AMIラボ会長を務めるニューヨーク大学のヤン・ルカン教授。[写真 AFP=聯合ニュース]
◇AGI対SAI
論文プラットフォーム「アーカイブ」と外信などによると、「AGIがAI開発の里程標になるか」を争点に業界と学界で論争が拡散している。発端はルカン教授がニューヨーク大学とコロンビア大学の研究陣とともに先月27日に発表した論文「AIはSAIを通じて専門化を受け入れなければならない」だ。ルカン教授はAIの発展目標を「人間のように何でもうまくできるか」(AGI)ではなく、「新しい環境と課題にどれだけ早く適応し成果を出すか」(SAI)にシフトしなければならないと主張した。
AI発展の概念的段階は通常3段階に分かれる。▽囲碁や会計など特定任務に特化した狭い人工知能(ANI)▽人間水準の複雑な知的業務を遂行できるAGI▽すべての領域で人間を跳び超え、人間の専有物とされた集団知性も実現できる超人工知能(ASI)の順だ。現在テック業界は次世代AI市場を先取りするためAGIの開発速度を高めている。
だがルカン教授はAGI概念の問題を指摘しながら次世代AI覇権戦争の戦場を移している。彼は「人類が自身の知能を『汎用的』と信じることから虚構だ」と主張した。人類の知能は生き残りに必要な狭い範囲の作業に特化しているだけで、この範囲を超えれば限界は明確だとしながらだ。彼は「汎用性は明確な技術的指標でも、合意された概念でもない」と指摘した。
代案として提示したSAIの核心は適応性だ。AIが新たな環境を学習し自ら適応する能力を意味する。このためにはAIが現実世界の因果関係と物理的原理を推論できる「世界モデル」とAIの自己指導学習(SSL)が重要だ。ルカン教授は昨年10月にマサチューセッツ工科大学で開かれたシンポジウムで、「3~5年以内に世界モデルが主要モデルになるだろう。まともな精神状態の人ならば現在のタイプのLLMをだれも使わないだろう」と断言している。
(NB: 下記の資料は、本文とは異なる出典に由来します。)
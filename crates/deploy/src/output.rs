use std::{collections::BTreeMap, path::Path};

use alloy_core::primitives::Address;
use anyhow::{Context, Result};
use chrono::{DateTime, Utc};
use serde::{Deserialize, Serialize};

use crate::{
    environment::{CompilerSettings, Environment},
    orchestrator::RunState,
    plan::DeploymentPlan,
    registry::{ContractRegistry, Resolution},
};

/// A contract recorded in a run output.
#[derive(Debug, Clone, PartialEq, Eq, Serialize, Deserialize)]
pub struct ContractRecord {
    pub address: Address,
    pub artifact: String,
    pub resolution: Resolution,
}

/// Addresses and metadata written after a run.
///
/// Saved whether the run completed or not, so a failed run can be resumed by
/// feeding [`RunOutput::known_addresses`] back into the environment.
#[derive(Debug, Clone, PartialEq, Eq, Serialize, Deserialize)]
pub struct RunOutput {
    pub environment: String,
    #[serde(default, skip_serializing_if = "Option::is_none")]
    pub network_id: Option<u64>,
    /// Fingerprint of the plan that produced this output.
    pub plan_hash: String,
    pub compiler: CompilerSettings,
    pub state: RunState,
    pub deployed_at: DateTime<Utc>,
    /// Version of the tool that wrote the file.
    pub version: String,
    pub contracts: BTreeMap<String, ContractRecord>,
}

impl RunOutput {
    pub fn new(
        env: &Environment,
        plan: &DeploymentPlan,
        compiler: CompilerSettings,
        registry: &ContractRegistry,
        state: RunState,
    ) -> Self {
        let contracts = registry
            .iter()
            .map(|contract| {
                (
                    contract.name.clone(),
                    ContractRecord {
                        address: contract.address,
                        artifact: contract.artifact.clone(),
                        resolution: contract.resolution,
                    },
                )
            })
            .collect();

        Self {
            environment: env.name.clone(),
            network_id: env.network_id,
            plan_hash: plan.fingerprint(),
            compiler,
            state,
            deployed_at: Utc::now(),
            version: env!("CARGO_PKG_VERSION").to_string(),
            contracts,
        }
    }

    /// Logical name to address mapping, usable as known addresses.
    pub fn known_addresses(&self) -> BTreeMap<String, Address> {
        self.contracts
            .iter()
            .map(|(name, record)| (name.clone(), record.address))
            .collect()
    }

    /// Whether `plan` is the plan this output was written for.
    pub fn matches_plan(&self, plan: &DeploymentPlan) -> bool {
        self.plan_hash == plan.fingerprint()
    }

    /// Save this output as formatted JSON.
    pub fn save_to_file(&self, path: &Path) -> Result<()> {
        let json = serde_json::to_string_pretty(self).context("Failed to serialize run output")?;

        std::fs::write(path, json)
            .context(format!("Failed to write run output to {}", path.display()))?;

        tracing::info!(path = %path.display(), contracts = self.contracts.len(), "Run output saved");
        Ok(())
    }

    pub fn load_from_file(path: &Path) -> Result<Self> {
        if !path.exists() {
            anyhow::bail!("Run output file does not exist: {}", path.display());
        }

        let content = std::fs::read_to_string(path)
            .context(format!("Failed to read run output from {}", path.display()))?;

        serde_json::from_str(&content).context("Failed to parse run output JSON")
    }
}
//! hamster-deploy - Deployment orchestrator for the Hamster protocol.
//!
//! This crate provisions a multi-contract protocol step by step: it deploys
//! contracts (or binds already existing ones), feeds their addresses and
//! on-chain values into later constructors, and runs the configuration calls
//! that wire them together. The Hamster plan ships as data; any other plan
//! can be loaded from TOML.

mod error;
pub use error::{DeployError, RunFailure};

pub mod environment;
pub use environment::{CompilerSettings, Environment, EnvironmentResolver, Variant};

mod executor;
pub use executor::{StepExecutor, StepReport};

mod orchestrator;
pub use orchestrator::{Orchestrator, RunReport, RunState};

mod output;
pub use output::{ContractRecord, RunOutput};

pub mod plan;
pub use plan::{
    Arg, Condition, ConfigurationCall, ContractSpec, DeployAction, DeploymentPlan, FieldRef,
    ProvisioningStep,
};

mod registry;
pub use registry::{ContractRegistry, DeployedContract, Resolution};

pub mod rpc;
pub mod transport;
pub use transport::{
    Artifact, ArtifactStore, BlockInfo, ChainTransport, RpcTransport, SimulatedChain, Transaction,
};

mod value;
pub use value::{Value, parse_uint};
コンピュータ学界のノーベル賞と呼ばれるチューリング賞を受賞したルカン教授は、2013年からフェイスブック(メタ)で「最高AI科学者」のポストに就き基礎人工知能研究所(FAIR)を率いてきたが、昨年末に同社を去った。その後スタートアップのAMIラボを設立した。この会社は10日に世界モデル基盤のAIシステム商用化を推進するため投資金10億3000万ドルを誘致した。